ACLU takes COPA back to court.
The Child Online Protection Action (COPA) is being challenged in court again by the ACLU in Philadelphia. The COPA, originally passed in 1998 hasn't been able to be enforced because of challenges against it as well as a federal appeals court ruling that it was unconstitutional. The DOJ hasn't stopped pushing for it. If the Internet were a book, I'm sure the Attorney General, Alberto Gonzales, would have it at the top of the burning pile.
While there is certainly inappropriate material on the web that children shouldn't have access to, the COPA is too broad and ambiguous as well as being a nightmare to manage. There are already obscenity laws that govern a large portion of what the COPA is trying to stop, but the COPA goes too far. The COPA also suggests Credit Cards as being one method to limit access to Adults. Well, my 5 year old already knows what a credit card is and that it is in Daddy's wallet. I can just imagine having to lock up my wallet at night like a gun in a gunsafe. I just might do that, but I'm going to wait till she's a teenager and wants to actually use it.
Here's an excerpt about Subsection 231(e) in a letter from the DOJ regarding the COPA and what can be considered "harmful to minors"
A) the average person, applying contemporary community standards, would find, taking the material as a whole and with respect to minors, that such material is designed to appeal to or panders to the prurient interest;
(B) depicts, describes, or represents, in a patently offensive way with respect to minors, an actual or simulated sexual act or sexual contact, actual or simulated normal or perverted sexual acts, or a lewd exhibition of the genitals or female breast; and
(C) taken as a whole, lacks serious literary, artistic, political, or scientific value for minors.

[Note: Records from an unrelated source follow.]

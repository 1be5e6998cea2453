//! 错误类型定义

use crate::metadata::TypeInfo;
use thiserror::Error;

/// 依赖注入错误类型
#[derive(Error, Debug)]
pub enum DependencyError {
    #[error("接口 {interface} 已注册实现类型 {implementation}")]
    DuplicateRegistration {
        interface: TypeInfo,
        implementation: TypeInfo,
    },

    #[error("接口 {interface} {}未注册", registration_name_message(.registration_name))]
    UnregisteredType {
        interface: TypeInfo,
        registration_name: Option<String>,
    },

    #[error("构造参数不匹配: {parameter}, 期望类型 {expected}")]
    ArgumentMismatch { parameter: String, expected: String },

    #[error("实例类型不匹配: 期望 {expected}, 实际 {actual}")]
    TypeMismatch { expected: String, actual: String },

    #[error("构造函数循环依赖: {path}")]
    CyclicConstruction {
        implementation: TypeInfo,
        path: String,
    },
}

impl DependencyError {
    /// 创建重复注册错误
    pub fn duplicate_registration(interface: TypeInfo, implementation: TypeInfo) -> Self {
        Self::DuplicateRegistration {
            interface,
            implementation,
        }
    }

    /// 创建未注册错误
    pub fn unregistered_type(interface: TypeInfo, registration_name: Option<&str>) -> Self {
        Self::UnregisteredType {
            interface,
            registration_name: registration_name.map(str::to_string),
        }
    }

    /// 创建构造函数循环依赖错误，`path` 为从最外层开始的构造链
    pub fn cyclic_construction(implementation: TypeInfo, path: &[TypeInfo]) -> Self {
        let path = path
            .iter()
            .chain(std::iter::once(&implementation))
            .map(|info| info.name.as_str())
            .collect::<Vec<_>>()
            .join(" -> ");
        Self::CyclicConstruction {
            implementation,
            path,
        }
    }

    /// 创建构造参数不匹配错误
    pub fn argument_mismatch(parameter: impl Into<String>, expected: impl Into<String>) -> Self {
        Self::ArgumentMismatch {
            parameter: parameter.into(),
            expected: expected.into(),
        }
    }
}

fn registration_name_message(registration_name: &Option<String>) -> String {
    registration_name
        .as_ref()
        .map(|name| format!("(注册名 {name}) "))
        .unwrap_or_default()
}

/// 配置错误类型
#[derive(Error, Debug)]
pub enum ConfigError {
    #[error("配置文件读取失败: {source}")]
    FileReadError {
        #[from]
        source: std::io::Error,
    },

    #[error("配置解析失败: {message}")]
    ParseError { message: String },
}

/// 基础设施错误类型
#[derive(Error, Debug)]
pub enum InfrastructureError {
    #[error("配置错误: {source}")]
    ConfigError {
        #[from]
        source: ConfigError,
    },

    #[error("依赖注入错误: {source}")]
    DependencyError {
        #[from]
        source: DependencyError,
    },

    #[error("基础设施启动失败: {message}")]
    BootstrapFailed { message: String },
}

/// 结果类型别名
pub type ConfigResult<T> = Result<T, ConfigError>;
pub type DependencyResult<T> = Result<T, DependencyError>;
pub type InfrastructureResult<T> = Result<T, InfrastructureError>;
//! 组件扫描器抽象接口
//!
//! 运行时没有反射，模块通过 [`ContainerModule`] 列出自己包含的类型，
//! 扫描器只处理带有 [`AutoRegister`] 标记的类型。

use crate::component::{Component, Provides};
use crate::factory::Activator;
use crate::registry::RegistrationRequest;
use infrastructure_common::{Lifetime, TypeInfo};
use std::fmt;

/// 自动注册标记
#[derive(Debug, Clone, PartialEq, Eq)]
pub struct AutoRegister {
    pub lifetime: Lifetime,
    pub priority: i32,
    pub name: Option<String>,
}

impl AutoRegister {
    /// 以指定生命周期创建标记
    pub fn new(lifetime: Lifetime) -> Self {
        Self {
            lifetime,
            ..Self::default()
        }
    }

    /// 设置优先级
    pub fn with_priority(mut self, priority: i32) -> Self {
        self.priority = priority;
        self
    }

    /// 设置注册名
    pub fn with_name(mut self, name: impl Into<String>) -> Self {
        self.name = Some(name.into());
        self
    }
}

impl Default for AutoRegister {
    fn default() -> Self {
        Self {
            lifetime: Lifetime::Singleton,
            priority: 0,
            name: None,
        }
    }
}

/// 自动注册信息：标记、接口以及实现的工厂
#[derive(Clone)]
pub struct AutoRegistration {
    interface: TypeInfo,
    marker: AutoRegister,
    activator: fn() -> Activator,
}

impl AutoRegistration {
    /// 接口类型
    pub fn interface(&self) -> &TypeInfo {
        &self.interface
    }

    /// 自动注册标记
    pub fn marker(&self) -> &AutoRegister {
        &self.marker
    }

    /// 生成不带预置实例的注册请求
    pub fn request(&self) -> RegistrationRequest {
        RegistrationRequest {
            activator: (self.activator)(),
            lifetime: self.marker.lifetime,
            instance: None,
            priority: self.marker.priority,
            name: self.marker.name.clone(),
        }
    }
}

impl fmt::Debug for AutoRegistration {
    fn fmt(&self, f: &mut fmt::Formatter<'_>) -> fmt::Result {
        f.debug_struct("AutoRegistration")
            .field("interface", &self.interface)
            .field("marker", &self.marker)
            .finish()
    }
}

/// 模块中的类型描述
#[derive(Debug, Clone)]
pub struct TypeDescriptor {
    type_info: TypeInfo,
    auto_registration: Option<AutoRegistration>,
}

impl TypeDescriptor {
    /// 不带自动注册标记的类型
    pub fn of<T: ?Sized + 'static>() -> Self {
        Self {
            type_info: TypeInfo::of::<T>(),
            auto_registration: None,
        }
    }

    /// 带自动注册标记的类型，注册到接口 `I`
    pub fn auto_registered<I, T>(marker: AutoRegister) -> Self
    where
        I: ?Sized + Send + Sync + 'static,
        T: Provides<I>,
    {
        Self {
            type_info: TypeInfo::of::<T>(),
            auto_registration: Some(AutoRegistration {
                interface: TypeInfo::of::<I>(),
                marker,
                activator: Activator::of::<I, T>,
            }),
        }
    }

    /// 类型信息
    pub fn type_info(&self) -> &TypeInfo {
        &self.type_info
    }

    /// 自动注册信息
    pub fn auto_registration(&self) -> Option<&AutoRegistration> {
        self.auto_registration.as_ref()
    }
}

/// 带自动注册标记的组件
///
/// 由 `#[derive(Component)]` 在遇到 `#[auto_register(...)]` 时生成。
pub trait AutoRegistered: Component {
    /// 该类型的描述
    fn descriptor() -> TypeDescriptor;
}

/// 容器模块
///
/// 模块列出自己包含的类型，相当于一个可扫描的程序集清单。
pub trait ContainerModule {
    /// 模块名称
    fn name(&self) -> &str {
        std::any::type_name::<Self>()
    }

    /// 模块中的所有类型
    fn descriptors(&self) -> Vec<TypeDescriptor>;
}

/// 组件扫描器 trait
///
/// 把模块中的类型描述转换为注册请求
pub trait ComponentScanner: Send + Sync {
    /// 扫描器名称
    fn name(&self) -> &str;

    /// 扫描模块
    fn scan(&self, module: &dyn ContainerModule) -> Vec<RegistrationRequest>;
}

Take the book "Fanny Hill or Memoirs of a Woman of Pleasure" published in 1748, which was at one time a banned book and is considered Erotic Fiction by the Library of Congress. Easily orderable from Amazon, the book is sexual in nature, and though a bit dated in the vernacular and certainly not of contemporary community standards as identified in paragraph A , might apply to paragraph B based on an interpretation. This book is available as eText from many universities. These sites would have to resort to some sort of adult identification scheme to view such content if it was considered harmful to minors.